Fritz French and Richard DiMarchi have raised $1.7 million from venture capitalists to launch Calibrium LLC, a biotech company that will develop diabetes drugs. French and DiMarchi were leaders of Marcadia Biotech Inc., which developed diabetes drugs based on DiMarchi's research as a chemistry professor at Indiana University. They sold the company for $287 million to Switzerland-based Roche in late 2010. In November, Calibrium struck a deal with Indiana University to fund 10 researchers in DiMarchi’s chemistry lab in Bloomington. Then in December, Calibrium secured convertible debt investments from two of the venture capital firms that backed Marcadia—San Francisco-based 5AM Ventures and Seattle-based Frazier Healthcare. Calibrium has hired Kristin Sherman as its chief financial officer; she held the same position at Marcadia. French said he expects more members of the Marcadia team to join Calibrium as its work advances.

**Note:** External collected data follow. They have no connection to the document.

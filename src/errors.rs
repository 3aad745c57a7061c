//! # Error Handling for Listing Endpoints
//!
//! Two layers of errors live here:
//!
//! - [`FilterError`] is produced while composing a query. It carries enough
//!   detail to tell a bad request parameter apart from a misconfigured filter.
//! - [`ApiError`] is what an axum handler returns. It maps every failure to an
//!   HTTP status, logs internal details through `tracing` and sends a sanitized
//!   JSON body to the client.
//!
//! Cache backend failures have their own type ([`crate::cache::CacheError`])
//! because they never reach the client.
//!
//! ## Usage
//!
//! ```rust,ignore
//! use filtercrate::ApiError;
//!
//! async fn my_handler() -> Result<Json<Vec<Course>>, ApiError> {
//!     let query = registry.execute(FilterQuery::new(schema), &ctx)?;
//!     let rows = query.all(&db).await?;
//!     Ok(Json(rows))
//! }
//! ```

use axum::{
    Json,
    http::StatusCode,
    response::{IntoResponse, Response},
};
use sea_orm::DbErr;
use serde::Serialize;
use std::fmt;

/// Failure while composing a filtered query.
///
/// Composition stops at the first error, so a query that produced one is
/// never executed.
#[derive(Debug, Clone, PartialEq, Eq)]
pub enum FilterError {
    /// A filter names a field or relation the schema does not know about.
    InvalidFilterTarget {
        /// The field or relation as written by the filter
        target: String,
        /// What was wrong with it
        reason: String,
    },

    /// A parameter value could not be coerced to the type its column expects.
    MalformedParameter {
        /// Request parameter (or field, before relabelling) that supplied the value
        parameter: String,
        /// The raw value as received
        value: String,
        /// Human readable name of the expected type
        expected: &'static str,
    },
}

impl FilterError {
    pub fn invalid_target(target: impl Into<String>, reason: impl Into<String>) -> Self {
        Self::InvalidFilterTarget {
            target: target.into(),
            reason: reason.into(),
        }
    }

    pub fn malformed(
        parameter: impl Into<String>,
        value: impl Into<String>,
        expected: &'static str,
    ) -> Self {
        Self::MalformedParameter {
            parameter: parameter.into(),
            value: value.into(),
            expected,
        }
    }

    /// Attribute a `MalformedParameter` to the request parameter that fed it.
    ///
    /// The query builder only knows field names; filters call this so the
    /// client sees the parameter it actually sent.
    #[must_use]
    pub fn for_parameter(self, name: &str) -> Self {
        match self {
            Self::MalformedParameter {
                value, expected, ..
            } => Self::MalformedParameter {
                parameter: name.to_string(),
                value,
                expected,
            },
            other => other,
        }
    }

    #[must_use]
    pub const fn is_client_error(&self) -> bool {
        matches!(self, Self::MalformedParameter { .. })
    }
}

impl fmt::Display for FilterError {
    fn fmt(&self, f: &mut fmt::Formatter<'_>) -> fmt::Result {
        match self {
            Self::InvalidFilterTarget { target, reason } => {
                write!(f, "invalid filter target '{target}': {reason}")
            }
            Self::MalformedParameter {
                parameter,
                value,
                expected,
            } => write!(
                f,
                "parameter '{parameter}' has value '{value}', expected {expected}"
            ),
        }
    }
}

impl std::error::Error for FilterError {}

/// API error type with automatic logging and sanitized responses
#[derive(Debug)]
pub enum ApiError {
    /// 400 Bad Request - A request parameter could not be used
    BadRequest {
        /// User-facing error message
        message: String,
    },

    /// 500 Internal Server Error - A filter is wired to a target that does not exist
    Configuration {
        /// User-facing generic message
        message: String,
        /// Internal error (logged, not sent to user)
        internal: FilterError,
    },

    /// 500 Internal Server Error - Database error (details logged, not exposed)
    Database {
        /// User-facing generic message
        message: String,
        /// Internal error (logged, not sent to user)
        internal: DbErr,
    },

    /// 500 Internal Server Error - Generic internal error
    Internal {
        /// User-facing generic message
        message: String,
        /// Internal error details (logged, not sent to user)
        internal: Option<String>,
    },
}

impl ApiError {
    pub fn bad_request(message: impl Into<String>) -> Self {
        Self::BadRequest {
            message: message.into(),
        }
    }

    /// The database error details are logged but NOT sent to the user.
    pub fn database(err: DbErr) -> Self {
        Self::Database {
            message: "A database error occurred".to_string(),
            internal: err,
        }
    }

    pub fn internal(message: impl Into<String>, internal: Option<String>) -> Self {
        Self::Internal {
            message: message.into(),
            internal,
        }
    }

    /// Get the HTTP status code for this error
    #[must_use]
    pub const fn status_code(&self) -> StatusCode {
        match self {
            Self::BadRequest { .. } => StatusCode::BAD_REQUEST,
            Self::Configuration { .. } | Self::Database { .. } | Self::Internal { .. } => {
                StatusCode::INTERNAL_SERVER_ERROR
            }
        }
    }

    /// Get the user-facing error message (sanitized)
    #[must_use]
    pub fn user_message(&self) -> String {
        match self {
            Self::BadRequest { message }
            | Self::Configuration { message, .. }
            | Self::Database { message, .. }
            | Self::Internal { message, .. } => message.clone(),
        }
    }

    fn log_internal(&self) {
        match self {
            Self::Configuration { internal, .. } => {
                tracing::error!(error = %internal, "Filter configuration error");
            }
            Self::Database { internal, .. } => {
                tracing::error!(error = ?internal, "Database error occurred");
            }
            Self::Internal {
                internal: Some(details),
                ..
            } => {
                tracing::error!(details = %details, "Internal error occurred");
            }
            _ => {
                tracing::debug!(
                    error = %self.user_message(),
                    status = %self.status_code(),
                    "API error"
                );
            }
        }
    }
}

#[derive(Serialize)]
struct ErrorResponse {
    error: String,
}

impl IntoResponse for ApiError {
    fn into_response(self) -> Response {
        self.log_internal();

        let status = self.status_code();
        let body = ErrorResponse {
            error: self.user_message(),
        };

        (status, Json(body)).into_response()
    }
}

impl fmt::Display for ApiError {
    fn fmt(&self, f: &mut fmt::Formatter<'_>) -> fmt::Result {
        write!(f, "{}", self.user_message())
    }
}

impl std::error::Error for ApiError {}

/// `MalformedParameter` becomes a 400 naming the parameter; a bad filter
/// target is a server-side wiring mistake and becomes a sanitized 500.
impl From<FilterError> for ApiError {
    fn from(err: FilterError) -> Self {
        match err {
            FilterError::MalformedParameter { .. } => Self::BadRequest {
                message: err.to_string(),
            },
            FilterError::InvalidFilterTarget { .. } => Self::Configuration {
                message: "The listing is misconfigured".to_string(),
                internal: err,
            },
        }
    }
}

impl From<DbErr> for ApiError {
    fn from(err: DbErr) -> Self {
        Self::database(err)
    }
}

Nearly two-thirds of the state’s nursing homes are now participating in partnerships with county-owned hospitals that effectively double their profit margins. The partnerships allow both hospitals and nursing homes to draw down extra federal money, which appears to give nursing homes at least 2 percent on top of their average profit margin of 2 percent. According to data from the Indiana State Department of Health, 329 nursing homes have sold their licenses to county-owned hospitals—63 percent of all nursing homes in the state and nearly 70 percent of those that offer beds to Medicaid patients. The partnerships with county-owned hospitals trigger larger payments from the federal agency that oversees the Medicare and Medicaid programs. Those payments average $71.54 per day for each Medicaid patient, according to analysis of Indiana data by the accounting firm Myers and Stauffer LC. It is unclear exactly how the hositals and nursing homes split that money, which totaled $313 million statewide last year. But Indiana Health Care Association officials said hospitals are paying nursing homes management fees that net out to about 2 percent of the nursing homes’ net patient revenue.

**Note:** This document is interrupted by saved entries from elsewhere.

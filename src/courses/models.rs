use serde::{Deserialize, Serialize};
use utoipa::{IntoParams, ToSchema};

use super::{course, section};

/// Query parameters accepted by `GET /courses`.
///
/// List parameters (`section_id`, `department_code`, `id`, `department_id`)
/// take several values as repeated keys (`id=1&id=2`), bracketed keys
/// (`id[]=1&id[]=2`) or a comma separated value (`id=1,2`).
///
/// # Matching
/// - `section_id`: courses offering one of these sections
/// - `department_code`: courses of one of these departments, by code
/// - `search`: every word must appear in the title, description, code,
///   department name or a section instructor (case-insensitive)
/// - `id` / `department_id`: courses matching **either** parameter
///
/// # Rendering
/// `show_sections` and `show_periods` default to `true`; send `false`, `0`,
/// `no` or `off` to leave sections or their meeting periods out.
///
/// # Caching
/// Requests with `department_id` that render both sections and periods are
/// cached per `department_id` value.
#[derive(Debug, Clone, Deserialize, IntoParams, Default)]
#[into_params(parameter_in = Query)]
pub struct CourseQuery {
    /// Section IDs.
    #[param(example = "12,13")]
    pub section_id: Option<String>,
    /// Department codes.
    #[param(example = "BIO,CHEM")]
    pub department_code: Option<String>,
    /// Free-text search. Characters other than letters, digits and spaces
    /// are ignored.
    #[param(example = "intro bio")]
    pub search: Option<String>,
    /// Course IDs, ORed with `department_id`.
    #[param(example = "5")]
    pub id: Option<String>,
    /// Department IDs, ORed with `id`.
    #[param(example = "7")]
    pub department_id: Option<String>,
    /// Include each course's sections. `false`, `0`, `no` and `off` turn
    /// this off; anything else keeps it on.
    #[param(example = "false")]
    pub show_sections: Option<String>,
    /// Include each section's meeting periods. Accepts the same values as
    /// `show_sections`.
    #[param(example = "off")]
    pub show_periods: Option<String>,
}

/// A course as rendered by the listing.
#[derive(Debug, Clone, PartialEq, Eq, Serialize, Deserialize, ToSchema)]
pub struct CourseListing {
    pub id: i32,
    pub department_id: i32,
    pub code: String,
    pub title: String,
    pub description: String,
    /// Present only when sections are shown.
    #[serde(default, skip_serializing_if = "Option::is_none")]
    pub sections: Option<Vec<SectionListing>>,
}

#[derive(Debug, Clone, PartialEq, Eq, Serialize, Deserialize, ToSchema)]
pub struct SectionListing {
    pub id: i32,
    pub number: String,
    pub instructor: String,
    /// Present only when periods are shown.
    #[serde(default, skip_serializing_if = "Option::is_none")]
    pub periods: Option<Vec<String>>,
}

impl From<course::Model> for CourseListing {
    fn from(model: course::Model) -> Self {
        Self {
            id: model.id,
            department_id: model.department_id,
            code: model.code,
            title: model.title,
            description: model.description,
            sections: None,
        }
    }
}

impl SectionListing {
    #[must_use]
    pub fn render(model: section::Model, show_periods: bool) -> Self {
        let periods = show_periods.then(|| {
            model
                .periods
                .split(';')
                .map(str::trim)
                .filter(|period| !period.is_empty())
                .map(str::to_string)
                .collect()
        });
        Self {
            id: model.id,
            number: model.number,
            instructor: model.instructor,
            periods,
        }
    }
}
use std::fmt;

/// Where a cached listing lives.
///
/// Rendered as `{prefix}:v{version}:{shard_param}={shard_value}`. An empty
/// prefix and a zero version are left out, so a bare gate yields
/// `department_id=10`.
#[derive(Debug, Clone, PartialEq, Eq, Hash)]
pub struct CacheKey {
    prefix: String,
    version: u32,
    shard_param: String,
    shard_value: String,
}

impl CacheKey {
    pub fn new(
        prefix: impl Into<String>,
        version: u32,
        shard_param: impl Into<String>,
        shard_value: impl Into<String>,
    ) -> Self {
        Self {
            prefix: prefix.into(),
            version,
            shard_param: shard_param.into(),
            shard_value: shard_value.into(),
        }
    }

    #[must_use]
    pub fn prefix(&self) -> &str {
        &self.prefix
    }

    #[must_use]
    pub const fn version(&self) -> u32 {
        self.version
    }

    #[must_use]
    pub fn shard_param(&self) -> &str {
        &self.shard_param
    }

    #[must_use]
    pub fn shard_value(&self) -> &str {
        &self.shard_value
    }
}

impl fmt::Display for CacheKey {
    fn fmt(&self, f: &mut fmt::Formatter<'_>) -> fmt::Result {
        if !self.prefix.is_empty() {
            write!(f, "{}:", self.prefix)?;
        }
        if self.version != 0 {
            write!(f, "v{}:", self.version)?;
        }
        write!(f, "{}={}", self.shard_param, self.shard_value)
    }
}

Hall Render Killian Heath & Lyman, the nation's largest health-care-focused law firm, ranked eighth on The Hill newspaper's 2013 top 10 list of Washington, D.C., lobbying firms based on the number of new client registrations. Last year, Indianapolis-based Hall Render registered 28 new clients. The firm created its federal legislative and regulatory advisory practice in 2012. The practice includes attorneys John Williams and John Render, as well as Andrew Coats, the son of Indiana Sen. Dan Coats.